The appellant contends the verdict was contrary to the law and the evidence.

The trial court instructed the jury on manslaughter in the fourth degree as follows:

"Manslaughter in the fourth degree is the involuntary killing of another person by the act, procurement or culpable negligence of another which is not included in the definition of manslaughter in the first degree as herein defined. You are instructed that in order for a person to be guilty of culpable negligence within the meaning of that statute that person must be guilty of some act or acts constituting reckless indifference to the rights or safety of other persons."

K.S.A. 21-420 reads:

"Every other killing of a human being, by the act, procurement or culpable negligence of another, which would be manslaughter at the common law, and which is not excusable or justifiable, or is not declared in this article to be manslaughter in some other degree, shall be deemed manslaughter in the fourth degree."

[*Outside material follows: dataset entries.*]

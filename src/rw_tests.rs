//
// Copyright (c) 2024, 2025 Oracle and/or its affiliates. All rights reserved.
//
// Licensed under the Universal Permissive License v 1.0 as shown at
//  https://oss.oracle.com/licenses/upl/
//
use crate::{reader::Reader, writer::Writer};
use std::error::Error;
use std::result::Result;

#[test]
fn test_int32_rw() -> Result<(), Box<dyn Error>> {
    let mut writer = Writer::new();
    writer.write_packed_i32(1234567);
    writer.write_packed_i32(120);
    writer.write_packed_i32(119);
    writer.write_packed_i32(0);
    writer.write_packed_i32(-119);
    writer.write_packed_i32(-120);
    writer.write_packed_i32(i32::MAX);
    writer.write_packed_i32(i32::MIN);
    let mut reader = Reader::new().from_bytes(writer.bytes());
    assert_eq!(reader.read_packed_i32()?, 1234567);
    assert_eq!(reader.read_packed_i32()?, 120);
    assert_eq!(reader.read_packed_i32()?, 119);
    assert_eq!(reader.read_packed_i32()?, 0);
    assert_eq!(reader.read_packed_i32()?, -119);
    assert_eq!(reader.read_packed_i32()?, -120);
    assert_eq!(reader.read_packed_i32()?, i32::MAX);
    assert_eq!(reader.read_packed_i32()?, i32::MIN);
    Ok(())
}

#[test]
fn test_int64_rw() -> Result<(), Box<dyn Error>> {
    let mut writer = Writer::new();
    writer.write_packed_i64(1234567);
    writer.write_packed_i64(120);
    writer.write_packed_i64(119);
    writer.write_packed_i64(0);
    writer.write_packed_i64(-119);
    writer.write_packed_i64(-120);
    writer.write_packed_i64(i64::MAX);
    writer.write_packed_i64(i64::MIN);
    let mut reader = Reader::new().from_bytes(writer.bytes());
    assert_eq!(reader.read_packed_i64()?, 1234567);
    assert_eq!(reader.read_packed_i64()?, 120);
    assert_eq!(reader.read_packed_i64()?, 119);
    assert_eq!(reader.read_packed_i64()?, 0);
    assert_eq!(reader.read_packed_i64()?, -119);
    assert_eq!(reader.read_packed_i64()?, -120);
    assert_eq!(reader.read_packed_i64()?, i64::MAX);
    assert_eq!(reader.read_packed_i64()?, i64::MIN);
    Ok(())
}

#[test]
fn test_mixed_rw() -> Result<(), Box<dyn Error>> {
    let mut writer = Writer::new();
    writer.write_i32(1234567);
    writer.write_i16(120);
    writer.write_packed_i32(545454);
    writer.write_i16(3456);
    writer.write_string("This is a test string");
    writer.write_packed_i64(98765432198765);
    writer.write_i32(1);
    writer.write_float64(234.56789);
    writer.write_string("");
    writer.write_i16(200);
    writer.write_i16(i16::MIN);
    writer.write_float64(234214312.321312);
    writer.write_string("Another test");
    let mut reader = Reader::new().from_bytes(writer.bytes());
    assert_eq!(reader.read_i32()?, 1234567);
    assert_eq!(reader.read_i16()?, 120);
    assert_eq!(reader.read_packed_i32()?, 545454);
    assert_eq!(reader.read_i16()?, 3456);
    assert_eq!(reader.read_string()?, "This is a test string");
    assert_eq!(reader.read_packed_i64()?, 98765432198765);
    assert_eq!(reader.read_i32()?, 1);
    assert_eq!(reader.read_float64()?, 234.56789);
    assert_eq!(reader.read_string()?, "");
    assert_eq!(reader.read_i16()?, 200);
    assert_eq!(reader.read_i16()?, i16::MIN);
    assert_eq!(reader.read_float64()?, 234214312.321312);
    assert_eq!(reader.read_string()?, "Another test");
    Ok(())
}

#[test]
fn test_rw_with_offsets() -> Result<(), Box<dyn Error>> {
    let mut writer = Writer::new();
    writer.write_i32(1234567);
    writer.write_i16(120);
    writer.write_packed_i32(545454);
    let offset1 = writer.size();
    writer.write_i32(3456);
    writer.write_packed_i64(98765432198765);
    writer.write_i32(1);
    writer.write_i16(200);
    writer.write_packed_i32(222222);
    let offset2 = writer.size();
    writer.write_i32(0);
    writer.write_packed_i32(98765);
    writer.write_i32_at_offset(6543, offset1)?;
    writer.write_i32_at_offset(1111, offset2)?;

    let mut reader = Reader::new().from_bytes(writer.bytes());
    assert_eq!(reader.read_i32()?, 1234567);
    assert_eq!(reader.read_i16()?, 120);
    assert_eq!(reader.read_packed_i32()?, 545454);
    assert_eq!(reader.read_i32()?, 6543);
    assert_eq!(reader.read_packed_i64()?, 98765432198765);
    assert_eq!(reader.read_i32()?, 1);
    assert_eq!(reader.read_i16()?, 200);
    assert_eq!(reader.read_packed_i32()?, 222222);
    assert_eq!(reader.read_i32()?, 1111);
    assert_eq!(reader.read_packed_i32()?, 98765);
    Ok(())
}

The appellant contends the facts in the case considered most favorably for the state failed to make out the crime of manslaughter in the fourth degree as defined by 21-420, supra. The appellant does not object to the instruction or quarrel with the definition of culpable negligence given the jury, but contends the facts in this case disclose no culpable negligence.

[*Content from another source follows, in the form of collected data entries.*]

impl OnpremAuthProvider {
    pub fn new(builder: &HandleBuilder, user: &str, pass: &str) -> OnpremAuthProvider {
        // normalize endpoint to "http[s]://{endpoint}/V2/nosql/security"
        let mut ep = String::from("http");
        if builder.use_https {
            ep.push('s');
        }
        ep.push_str("://");
        ep.push_str(&builder.endpoint);
        ep.push_str("/V2/nosql/security");
        OnpremAuthProvider {
            inner: Arc::new(OnpremAuthProviderRef {
                username: user.to_string(),
                password: pass.to_string(),
                endpoint: ep,
                token: tokio::sync::Mutex::new(OnpremToken::default()),
            }),
        }
        // TODO: should new() attempt to connect to the service? Or wait until
        // first time needing headers?
    }
    pub async fn add_required_headers(
        &self,
        client: &Client,
        headers: &mut HeaderMap,
    ) -> Result<(), NoSQLError> {
        let mut bearer = self.generate_token(client, false).await?;
        bearer.insert_str(0, "Bearer ");
        headers.insert("Authorization", HeaderValue::from_str(&bearer)?);
        Ok(())
    }
    async fn generate_token(&self, client: &Client, force: bool) -> Result<String, NoSQLError> {
        let mut tguard = self.inner.token.lock().await;
        if !force && !tguard.token.is_empty() && (tguard.expire_at - 10000) > Self::now() {
            return Ok(tguard.token.clone());
        }

        let mut headers = HeaderMap::new();
        headers.insert("Accept", HeaderValue::from_str("application/json")?);
        let mut ep = self.inner.endpoint.clone();
        let bup = {
            if tguard.token.is_empty() {
                ep.push_str("/login");
                // set Authorization: Basic base64(username:password)
                let up = format!("{}:{}", &self.inner.username, &self.inner.password);
                format!("Basic {}", BASE64_STANDARD.encode(up))
            } else {
                ep.push_str("/renew");
                // set Authorization: Bearer {token}
                format!("Bearer {}", tguard.token)
            }
        };
        headers.insert("Authorization", HeaderValue::from_str(&bup)?);
        let resp = client.get(ep).headers(headers).send().await?;
        // parse returned JSON
        let result = resp.text().await?;
        let nt: Result<OnpremToken, serde_json::Error> = serde_json::from_str(&result);
        if let Ok(new_token) = nt {
            tguard.token = new_token.token;
            tguard.expire_at = new_token.expire_at;
            return Ok(tguard.token.clone());
        }
        ia_err!("error from onprem login service: {}", result)
    }

    fn now() -> i64 {
        let umillis = SystemTime::now()
            .duration_since(UNIX_EPOCH)
            .unwrap()
            .as_millis();
        let imillis: i64 = umillis.try_into().unwrap();
        imillis
    }
}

This court in State v. Brooks, 187 Kan. 46, 354 P.2d 89, relied upon the Custer case for the definition of manslaughter. It said:

"As held in State v. Custer, supra [129 Kan. 381, 282 Pac. 1071], and our other decisions, involuntary manslaughter is the killing of another unintentionally and without malice and results either from the commission of a lawful act or an unlawful act. If death resulted from negligent conduct in doing a lawful act it is necessary in order to constitute manslaughter that the conduct be reckless, that is, be such as to evince disregard or indifference to consequences, under circumstances involving danger to life and safety to others, although no harm was intended. On the other hand, if death resulted from unlawful conduct amounting to misdemeanors denounced by statutes for the purpose of protecting human life and safety, and the death would not have resulted except for the unlawful conduct, the killing would also be manslaughter at common law. Whether statutes are enacted and designed for the purpose of protecting human life and safety is a question of law for the courts to determine (State v. Yowell, 184 Kan. 352, supra)." (p. 50.)

In a criminal action the function of this court on appeal is not *232 to decide whether guilt was shown by the evidence beyond a reasonable doubt, but to ascertain whether there was, in the evidence, a basis for a reasonable inference of guilt. (State v. Burgess, 205 Kan. 224, 226, 468 P.2d 229.)

The evidence is uncontroverted that at the time in question the appellant had a sawed-off shotgun in her hand, which was loaded and cocked. To find the appellant guilty of manslaughter in the fourth degree the jury must have found the gun was unintentionally discharged by the appellant. Under these circumstances two alternatives are possible to support the verdict. First, if the jury gave credence to her testimony that she did not know the gun was loaded or cocked, and the appellant as she was brandishing the gun aimed it at Mr. Bond when it was unintentionally discharged by her squeezing on the trigger, which the jury was entitled to find from the evidence, the appellant's conduct would constitute culpable negligence within the meaning of 21-420, supra. Second, if the jury found the appellant knew the gun was loaded and cocked, and the appellant as she was brandishing the gun aimed it at Mr. Bond when it was unintentionally discharged by Mr. Bond's attempt to pull it from her, which the jury was entitled to find from the evidence, the appellant's conduct would constitute culpable negligence within the meaning of 21-420, supra.

Finding no reversible error the judgment of the lower court is affirmed.